La baja de precios, que solía producirse en febrero, empezó apenas pasadas las fiestas para elevar la facturación, pero hubo un menor consumo
Aunque una ley de la ciudad de Buenos Aires prohíbe desde hace cuatro años hacer liquidaciones antes del 1° de febrero, los comerciantes se las ingeniaron para bajar sus precios y deshacerse de la mercadería. Para eso expusieron carteles con sinónimos de "liquidación", como " Sale", "Off " o incluso "Liq". Mientras que durante los últimos años las rebajas empezaban entre mediados de enero y febrero, esta temporada la mayoría arrancó luego de las fiestas de fin de año o incluso antes.
De acuerdo al diario La Nación, pese a esas medidas, los locales aún lograron hacer repuntar sus números e incluso algunas ventas empeoraron después de la devaluación.
Vicente Lourenzo, director de la Confederación Argentina de la Mediana Empresa (CAME), había previsto ventas "aceptables" para el primer mes del año. Según dijo, como cada vez son más los porteños que se van de vacaciones durante el año, habría "más gente en la calle que podría verse seducida por los bajos precios". De todas formas, las ventas cayeron 2,1% respecto del mismo mes de 2013, según informó la confederación.

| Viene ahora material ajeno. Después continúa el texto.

//! Service Catalog
//!
//! A catalog is the external description a graph is built from: one entry per
//! service with its durations and the ids of the services it depends on.
//! Children are never listed; they are derived as the transpose of the parent
//! lists.
//!
//! # JSON Shapes
//!
//! Two shapes are accepted. A list of entries:
//!
//! ```json
//! [
//!   {"id": "a", "durationPrimary": 2, "durationSecondary": 1, "parentIds": []},
//!   {"id": "b", "durationPrimary": 3, "durationSecondary": 1, "parentIds": ["a"]}
//! ]
//! ```
//!
//! or an object keyed by id, as embedded in rendered pages. There the older
//! field names `days`, `workDays` and `parents` are used, and extra keys such
//! as `children` or `checked` are ignored:
//!
//! ```json
//! {"a": {"days": 2, "workDays": 1, "parents": [], "children": ["b"]}}
//! ```

use indexmap::IndexMap;
use serde::de::Error as _;
use serde::{Deserialize, Serialize};
use tracing::{debug, warn};

use crate::config::{Config, UnknownParentPolicy};
use crate::error::{EdgeRelation, GraphError, Result};
use crate::graph::{Node, NodeId, ServiceDuration, ServiceGraph};

/// One service as supplied by the surrounding application.
#[derive(Debug, Clone, PartialEq, Eq, Serialize)]
#[serde(rename_all = "camelCase")]
pub struct CatalogEntry {
    pub id: NodeId,
    pub duration_primary: u32,
    pub duration_secondary: u32,
    pub parent_ids: Vec<NodeId>,
}

impl CatalogEntry {
    pub fn new(id: impl Into<NodeId>, duration_primary: u32, duration_secondary: u32) -> Self {
        Self {
            id: id.into(),
            duration_primary,
            duration_secondary,
            parent_ids: Vec::new(),
        }
    }

    /// Add a dependency on `parent`.
    pub fn depends_on(mut self, parent: impl Into<NodeId>) -> Self {
        self.parent_ids.push(parent.into());
        self
    }

    pub fn duration(&self) -> ServiceDuration {
        ServiceDuration::new(self.duration_primary, self.duration_secondary)
    }
}

#[derive(Debug, Deserialize)]
#[serde(rename_all = "camelCase")]
struct RawEntry {
    #[serde(default)]
    id: Option<NodeId>,
    #[serde(alias = "days")]
    duration_primary: u32,
    #[serde(alias = "workDays")]
    duration_secondary: u32,
    #[serde(default, alias = "parents")]
    parent_ids: Vec<NodeId>,
}

impl RawEntry {
    fn into_entry(self, id: NodeId) -> CatalogEntry {
        CatalogEntry {
            id,
            duration_primary: self.duration_primary,
            duration_secondary: self.duration_secondary,
            parent_ids: self.parent_ids,
        }
    }
}

/// An ordered list of catalog entries.
#[derive(Debug, Clone, Default, PartialEq, Eq, Serialize)]
#[serde(transparent)]
pub struct Catalog {
    entries: Vec<CatalogEntry>,
}

impl Catalog {
    pub fn new() -> Self {
        Self::default()
    }

    /// Parse a catalog from JSON, in either of the accepted shapes.
    ///
    /// The shape is picked from the first token, so a bad entry reports the
    /// offending field and position rather than a generic mismatch.
    pub fn from_json(json: &str) -> Result<Self> {
        let entries = if json.trim_start().starts_with('{') {
            serde_json::from_str::<IndexMap<String, RawEntry>>(json)?
                .into_iter()
                .map(|(key, entry)| {
                    let id = NodeId::from(key);
                    if let Some(inner) = entry.id.as_ref().filter(|inner| **inner != id) {
                        warn!(key = %id, id = %inner, "catalog key and entry id differ; using the key");
                    }
                    entry.into_entry(id)
                })
                .collect()
        } else {
            serde_json::from_str::<Vec<RawEntry>>(json)?
                .into_iter()
                .enumerate()
                .map(|(index, entry)| match entry.id.clone() {
                    Some(id) => Ok(entry.into_entry(id)),
                    None => Err(GraphError::Catalog(serde_json::Error::custom(format!(
                        "catalog entry {index} has no id"
                    )))),
                })
                .collect::<Result<Vec<_>>>()?
        };
        Ok(Self { entries })
    }

    pub fn push(&mut self, entry: CatalogEntry) {
        self.entries.push(entry);
    }

    pub fn entries(&self) -> &[CatalogEntry] {
        &self.entries
    }

    pub fn len(&self) -> usize {
        self.entries.len()
    }

    pub fn is_empty(&self) -> bool {
        self.entries.is_empty()
    }
}

impl FromIterator<CatalogEntry> for Catalog {
    fn from_iter<I: IntoIterator<Item = CatalogEntry>>(iter: I) -> Self {
        Self {
            entries: iter.into_iter().collect(),
        }
    }
}

impl ServiceGraph {
    /// Build a graph from a catalog.
    ///
    /// Nodes keep catalog order. A parent id missing from the catalog is
    /// handled according to `config.unknown_parents`.
    pub fn from_catalog(catalog: &Catalog, config: &Config) -> Result<Self> {
        let mut graph = ServiceGraph::default();
        for entry in catalog.entries() {
            graph.insert(Node::new(entry.id.clone(), entry.duration()))?;
        }

        for entry in catalog.entries() {
            for parent in &entry.parent_ids {
                if graph.contains(parent.as_str()) {
                    graph.add_edge(parent, &entry.id);
                    continue;
                }
                match config.unknown_parents {
                    UnknownParentPolicy::Reject => {
                        return Err(GraphError::DanglingEdge {
                            node: entry.id.clone(),
                            relation: EdgeRelation::Parent,
                            target: parent.clone(),
                        });
                    }
                    UnknownParentPolicy::Ignore => {
                        warn!(node = %entry.id, parent = %parent, "dropping dependency on unknown service");
                    }
                }
            }
        }

        graph.validate()?;
        graph.init_states();
        debug!(nodes = graph.len(), "built service graph from catalog");
        Ok(graph)
    }
}

#[cfg(test)]
mod tests {
    use super::*;

    #[test]
    fn parses_list_shape() {
        let catalog = Catalog::from_json(
            r#"[
                {"id": "a", "durationPrimary": 2, "durationSecondary": 1, "parentIds": []},
                {"id": 7, "durationPrimary": 3, "durationSecondary": 1, "parentIds": ["a"]}
            ]"#,
        )
        .unwrap();

        assert_eq!(catalog.len(), 2);
        assert_eq!(catalog.entries()[1], CatalogEntry::new(7u64, 3, 1).depends_on("a"));
    }

    #[test]
    fn parses_keyed_page_data_shape() {
        let catalog = Catalog::from_json(
            r#"{
                "a": {"days": 2, "workDays": 1, "parents": [], "children": ["b"], "enabled": true, "checked": false},
                "b": {"days": 3, "workDays": 1, "parents": ["a"], "children": [], "enabled": true, "checked": false}
            }"#,
        )
        .unwrap();

        let ids: Vec<_> = catalog.entries().iter().map(|e| e.id.as_str()).collect();
        assert_eq!(ids, vec!["a", "b"]);
        assert_eq!(catalog.entries()[0].duration(), ServiceDuration::new(2, 1));
        assert_eq!(catalog.entries()[1].parent_ids, vec![NodeId::from("a")]);
    }

    #[test]
    fn list_entries_need_an_id() {
        let err = Catalog::from_json(r#"[{"durationPrimary": 1, "durationSecondary": 1}]"#)
            .unwrap_err();
        assert!(matches!(err, GraphError::Catalog(_)));
    }

    #[test]
    fn missing_duration_is_a_parse_error() {
        let err = Catalog::from_json(r#"[{"id": "a", "durationPrimary": 1}]"#).unwrap_err();
        assert!(matches!(err, GraphError::Catalog(_)));
        assert!(err.to_string().contains("durationSecondary"), "{err}");

        let err = Catalog::from_json(r#"{"a": {"days": 1, "parents": []}}"#).unwrap_err();
        assert!(err.to_string().contains("durationSecondary"), "{err}");
    }

    #[test]
    fn bad_value_reports_its_position() {
        let err =
            Catalog::from_json(r#"[{"id": "a", "durationPrimary": -1, "durationSecondary": 0}]"#)
                .unwrap_err();
        let message = err.to_string();
        assert!(!message.contains("untagged"), "{message}");
        assert!(message.contains("column"), "{message}");
    }

    #[test]
    fn builds_transposed_edges() {
        let catalog: Catalog = [
            CatalogEntry::new("a", 2, 1),
            CatalogEntry::new("e", 1, 0),
            CatalogEntry::new("d", 1, 1).depends_on("a").depends_on("e"),
        ]
        .into_iter()
        .collect();

        let graph = ServiceGraph::from_catalog(&catalog, &Config::default()).unwrap();
        assert_eq!(graph.get("a").unwrap().children(), &[NodeId::from("d")]);
        assert_eq!(graph.get("e").unwrap().children(), &[NodeId::from("d")]);
        assert_eq!(graph.get("d").unwrap().parents().len(), 2);
        assert!(!graph.get("d").unwrap().is_enabled());
        assert!(graph.get("a").unwrap().is_enabled());
    }

    #[test]
    fn unknown_parent_policy() {
        let catalog: Catalog = [
            CatalogEntry::new("a", 1, 0),
            CatalogEntry::new("b", 1, 0).depends_on("a").depends_on("elsewhere"),
        ]
        .into_iter()
        .collect();

        let err = ServiceGraph::from_catalog(&catalog, &Config::default()).unwrap_err();
        assert!(err.is_malformed_graph());

        let lenient = Config::default().with_unknown_parents(UnknownParentPolicy::Ignore);
        let graph = ServiceGraph::from_catalog(&catalog, &lenient).unwrap();
        assert_eq!(graph.get("b").unwrap().parents(), &[NodeId::from("a")]);
    }

    #[test]
    fn duplicate_entries_are_rejected() {
        let catalog: Catalog = [CatalogEntry::new("a", 1, 0), CatalogEntry::new("a", 2, 0)]
            .into_iter()
            .collect();
        assert!(matches!(
            ServiceGraph::from_catalog(&catalog, &Config::default()),
            Err(GraphError::DuplicateNode(_))
        ));
    }
}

Para algunos comerciantes de la zona de Belgrano que fueron consultados por el matutino, si bien es cierto que hubo "más movimiento" en la calle que otros eneros, la mayoría "entraba a mirar, aprovechaba que había aire acondicionado y se iba. A lo sumo, compraban una remera". Las ventas en comparación con enero del año bajaron 15%, motivo por el que adelantaron las liquidaciones con la expectativa de vender un poco más, pero no lo lograron.
Tras la devaluación de la semana, los locales remarcaron un 13% los precios de las prendas que no son estacionales, como camisas, accesorios y jeans.
En el caso de los shoppings, en cambio, la mayoría de los comerciantes afirmó que había sido una muy buena temporada y que en esos casos habían tenido que adelantar las liquidaciones porque comenzó a llegar la ropa de la temporada otoño-invierno. "La gente que viene a comprar acá no se fija en los precios", señaló un empleado en el Alto Palermo Shopping.
De todas formas, en otros locales del mismo shopping, los vendedores sí sintieron la merma de clientes en relación con enero de 2013, y más de uno afirmó que la última semana "fue la peor del mes".